Energy Investment Phase
Energy Payoff Phase

Energy Investment Phase

In this initial phase, glucose (a 6-carbon molecule) is phosphorylated and converted into two molecules of glyceraldehyde-3-phosphate (G3P). This process uses 2 ATP molecules:

\text{Glucose} + 2 \text{ATP} \rightarrow 2 \text{G3P} + 2 \text{ADP}

Energy Payoff Phase

During the energy payoff phase, each molecule of G3P is further processed to produce pyruvate.

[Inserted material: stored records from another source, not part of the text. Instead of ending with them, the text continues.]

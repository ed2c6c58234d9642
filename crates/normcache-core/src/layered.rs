//! # Layered Key-Value Map
//!
//! A base mapping plus an ordered stack of numbered overlays ("optimistic
//! layers"). Lookups scan overlays newest-first, then the base.
//!
//! ## Invariants
//!
//! - At most one overlay exists per layer id; writing to an open layer
//!   merges into it.
//! - A tombstone (`None`) in an overlay shadows older layers and the base.
//! - A value written over a tombstone in the same overlay keeps shadowing:
//!   older layers stay hidden, as they would after a delete in the base.
//! - Clearing a layer removes it entirely; the order of the others is kept.
//!
//! Overlays are kept in a `BTreeMap` keyed by the sequence number they were
//! opened with, so "newest first" is reverse key order and opening or
//! clearing a layer never shifts the others.

use crate::types::LayerId;
use std::collections::{BTreeMap, BTreeSet};

/// One open overlay.
#[derive(Debug, Clone)]
struct Overlay<V> {
    id: LayerId,
    values: BTreeMap<String, Option<V>>,
    /// Keys rewritten after a tombstone in this overlay.
    revived: BTreeSet<String>,
}

/// Generic layered container.
#[derive(Debug, Clone)]
pub struct Layered<V> {
    /// Committed values.
    base: BTreeMap<String, V>,
    /// Open overlays keyed by opening sequence (newest = largest).
    overlays: BTreeMap<u64, Overlay<V>>,
    /// Reverse index: layer id -> opening sequence.
    open: BTreeMap<LayerId, u64>,
    /// Next opening sequence number.
    next_seq: u64,
}

impl<V> Default for Layered<V> {
    fn default() -> Self {
        Self {
            base: BTreeMap::new(),
            overlays: BTreeMap::new(),
            open: BTreeMap::new(),
            next_seq: 0,
        }
    }
}

impl<V> Layered<V> {
    /// Create an empty container (empty base, no layers).
    #[must_use]
    pub fn new() -> Self {
        Self::default()
    }

    /// Set `key` in the given layer, or in the base when `layer` is `None`.
    ///
    /// In a layer, `None` records a tombstone. In the base, `None` deletes
    /// the key.
    pub fn set(&mut self, key: impl Into<String>, value: Option<V>, layer: Option<LayerId>) {
        let key = key.into();
        match layer {
            Some(layer) => {
                let overlay = self.overlay_mut(layer);
                match (&value, overlay.values.get(&key)) {
                    (Some(_), Some(None)) => {
                        overlay.revived.insert(key.clone());
                    }
                    (None, _) => {
                        overlay.revived.remove(&key);
                    }
                    _ => {}
                }
                overlay.values.insert(key, value);
            }
            None => match value {
                Some(value) => {
                    self.base.insert(key, value);
                }
                None => {
                    self.base.remove(&key);
                }
            },
        }
    }

    /// Get the visible value of `key`.
    ///
    /// The first layer holding the key wins, even when it holds a tombstone.
    #[must_use]
    pub fn get(&self, key: &str) -> Option<&V> {
        self.stack(key).next().flatten()
    }

    /// Check if `key` currently has a visible value.
    #[must_use]
    pub fn contains(&self, key: &str) -> bool {
        self.get(key).is_some()
    }

    /// Every stored entry for `key`, newest layer first, base last.
    ///
    /// Layers that never touched the key are skipped. A `None` item is a
    /// tombstone; a value revived over a tombstone is followed by one.
    pub fn stack<'a, 'k>(
        &'a self,
        key: &'k str,
    ) -> impl Iterator<Item = Option<&'a V>> + use<'a, 'k, V> {
        self.overlays
            .values()
            .rev()
            .flat_map(move |overlay| {
                let entry = overlay.values.get(key).map(Option::as_ref);
                let shadow = entry
                    .flatten()
                    .filter(|_| overlay.revived.contains(key))
                    .map(|_| None);
                entry.into_iter().chain(shadow)
            })
            .chain(self.base.get(key).map(Some))
    }

    /// Open an empty overlay for `layer` at the front of the stack.
    ///
    /// No-op if it is already open; its position is kept.
    pub fn open(&mut self, layer: LayerId) {
        self.overlay_mut(layer);
    }

    /// Remove the overlay for `layer`. No-op if it is not open.
    pub fn clear(&mut self, layer: LayerId) {
        if let Some(seq) = self.open.remove(&layer) {
            self.overlays.remove(&seq);
            tracing::trace!(layer, "cleared optimistic layer");
        }
    }

    /// Check if an overlay is open for `layer`.
    #[must_use]
    pub fn is_open(&self, layer: LayerId) -> bool {
        self.open.contains_key(&layer)
    }

    /// Open layer ids, newest first.
    #[must_use]
    pub fn layers(&self) -> Vec<LayerId> {
        self.overlays.values().rev().map(|overlay| overlay.id).collect()
    }

    /// Every key with a visible value, in key order.
    #[must_use]
    pub fn keys(&self) -> Vec<&str> {
        let mut candidates: BTreeSet<&str> = self.base.keys().map(String::as_str).collect();
        for overlay in self.overlays.values() {
            candidates.extend(overlay.values.keys().map(String::as_str));
        }
        candidates
            .into_iter()
            .filter(|key| self.contains(key))
            .collect()
    }

    /// Mutable access to the value stored for `key` in exactly one layer
    /// (or the base), inserting `V::default()` if that layer holds nothing
    /// or a tombstone.
    ///
    /// Values in older layers are not copied in.
    pub fn slot_mut(&mut self, key: &str, layer: Option<LayerId>) -> &mut V
    where
        V: Default,
    {
        match layer {
            Some(layer) => {
                let overlay = self.overlay_mut(layer);
                if let Some(None) = overlay.values.get(key) {
                    overlay.revived.insert(key.to_string());
                }
                let slot = overlay.values.entry(key.to_string()).or_insert(None);
                slot.get_or_insert_with(V::default)
            }
            None => self.base.entry(key.to_string()).or_default(),
        }
    }

    /// Open the overlay for `layer` if needed and return it.
    fn overlay_mut(&mut self, layer: LayerId) -> &mut Overlay<V> {
        let seq = match self.open.get(&layer) {
            Some(seq) => *seq,
            None => {
                let seq = self.next_seq;
                self.next_seq = self.next_seq.saturating_add(1);
                self.open.insert(layer, seq);
                tracing::trace!(layer, "opened optimistic layer");
                seq
            }
        };
        self.overlays.entry(seq).or_insert_with(|| Overlay {
            id: layer,
            values: BTreeMap::new(),
            revived: BTreeSet::new(),
        })
    }
}

// =============================================================================
// TESTS
// =============================================================================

This phase generates 4 ATP molecules and 2 NADH molecules per glucose molecule:

2 \text{G3P} + 4 \text{ADP} + 2 \text{NAD}^+ \rightarrow 2 \text{Pyruvate} + 4 \text{ATP} + 2 \text{NADH}

Net Gain Calculation

The net gain of ATP is calculated by subtracting the ATP used in the energy investment phase from the ATP produced in the energy payoff phase:

\text{Net Gain of ATP} = (\text{ATP Produced}) - (\text{ATP Used})

Substituting the respective values, we get:

\text{Net Gain of ATP} = 4 \text{ ATP} - 2 \text{ ATP} = \boxed{2 \text{ ATP}}

Hence, the net gain of ATP during glycolysis per molecule of glucose is 2 ATP.